On Fri, Apr 2, 2021 at 3:19 PM Luis Chamberlain wrote: > > Lukas, can you share your /etc/fstab ? Also, how long do you stay in > the boot before you try to suspend? OK I cannot reproduce the issue with the modified patch I sent to test_firmware, which if you enable config_enable_resume_test will trigger a request_firmware() on resume, thus trying to mimic the race you note. To test this you can simply use a loopback filesystem for your /lib/firmware and create a btrfs filesystem for it, and then run: echo 1 > /sys/devices/virtual/misc/test_firmware/config_enable_resume_test systemctl suspend Then resume. You should see "resume test" print on dmesg. I keep my /lib/firmware/ empty and still, nothing.

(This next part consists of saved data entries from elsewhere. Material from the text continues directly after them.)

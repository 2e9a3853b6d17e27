//! Connect command handler.
//!
//! No backend request is made: the target URI is resolved locally and
//! printed, so scripts can pipe it straight into `open`/`xdg-open`.

use fleetdeck_core::{Controller, connect_target};

use crate::cli::{ConnectArgs, GlobalOpts};
use crate::config::resolve_controller_config;
use crate::error::CliError;
use crate::output;

pub async fn handle(args: &ConnectArgs, global: &GlobalOpts) -> Result<(), CliError> {
    let config = resolve_controller_config(global)?;
    let query = args.machine.clone();

    let target = Controller::oneshot(config, |ctrl| async move {
        ctrl.refresh().await?;
        let machine = ctrl.store().resolve(&query)?;
        connect_target(&machine, ctrl.client())
    })
    .await?;

    output::print_output(target.as_str(), global.quiet);
    Ok(())
}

Can you provide kernel logs for where you are seeing things get stuck at? Note that I had mentioned the races on suspend/resume do exist for any journaling filesystem, but this typically happens if you are doing ongoing writes. I suppose you are *not* doing writes and your filesystem is idle. As such without kernel logs I cannot be sure what the issue is, but at this point after the initial testing I've done I don't suspect this is a firmware API issue. You might be better off just reposting your patches with the respective Reviewed-by tags and pestering your maintainer. PS. If you want to test this on a guest you bring the guest back up with virsh dompmwakeup. Luis
Re: Is request_firmware() really safe to call in resume callback when /usr/lib/firmware is on btrfs?
Lukas, can you share your /etc/fstab ? Also, how long do you stay in the boot before you try to suspend? Luis
Re: Is request_firmware() really safe to call in resume callback when /usr/lib/firmware is on btrfs?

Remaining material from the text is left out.